# [TO DO]
Extract each line from the entries below that has the string "name" in it.
Segment Start: DATA PROVIDED
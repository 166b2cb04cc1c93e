// tests/common/mod.rs
//
// Shared helpers: scripted in-process providers and a loopback HTTP server
// standing in for upstream APIs and feeds.
#![allow(dead_code)]

use std::sync::atomic::{AtomicUsize, Ordering};
use std::sync::Arc;
use std::time::Duration;

use anyhow::{anyhow, Result};
use async_trait::async_trait;
use axum::Router;

use news_aggregator::ingest::types::{FetchParams, NewsItem, SourceProvider};

#[derive(Clone)]
pub enum Behavior {
    Items(Vec<NewsItem>),
    Fail,
    Panic,
    Sleep(Duration, Vec<NewsItem>),
}

/// Scripted provider counting how often it is invoked.
pub struct FakeProvider {
    pub name: String,
    pub behavior: Behavior,
    pub calls: Arc<AtomicUsize>,
}

impl FakeProvider {
    pub fn new(name: &str, behavior: Behavior) -> Self {
        Self {
            name: name.to_string(),
            behavior,
            calls: Arc::new(AtomicUsize::new(0)),
        }
    }

    pub fn calls(&self) -> Arc<AtomicUsize> {
        Arc::clone(&self.calls)
    }
}

#[async_trait]
impl SourceProvider for FakeProvider {
    fn name(&self) -> &str {
        &self.name
    }

    async fn fetch_from_source(&self, _params: &FetchParams) -> Result<Vec<NewsItem>> {
        self.calls.fetch_add(1, Ordering::SeqCst);
        match &self.behavior {
            Behavior::Items(items) => Ok(items.clone()),
            Behavior::Fail => Err(anyhow!("upstream exploded")),
            Behavior::Panic => panic!("provider bug"),
            Behavior::Sleep(d, items) => {
                tokio::time::sleep(*d).await;
                Ok(items.clone())
            }
        }
    }
}

pub fn item(title: &str, published_at: Option<&str>) -> NewsItem {
    NewsItem::new(
        title,
        format!("https://news.test/{}", title.replace(' ', "-")),
        "Fake",
        published_at.map(String::from),
    )
}

pub fn arc<P: SourceProvider + 'static>(p: P) -> Arc<dyn SourceProvider> {
    Arc::new(p)
}

/// Serve `router` on an ephemeral loopback port; returns the base URL.
pub async fn serve(router: Router) -> String {
    let listener = tokio::net::TcpListener::bind("127.0.0.1:0")
        .await
        .expect("bind loopback");
    let addr = listener.local_addr().expect("local addr");
    tokio::spawn(async move {
        axum::serve(listener, router).await.expect("serve");
    });
    format!("http://{addr}")
}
Segment End: DATA PROVIDED
# [EXERCISE OUTPUT]
    pub name: String,
    pub fn new(name: &str, behavior: Behavior) -> Self {
            name: name.to_string(),
    fn name(&self) -> &str {
        &self.name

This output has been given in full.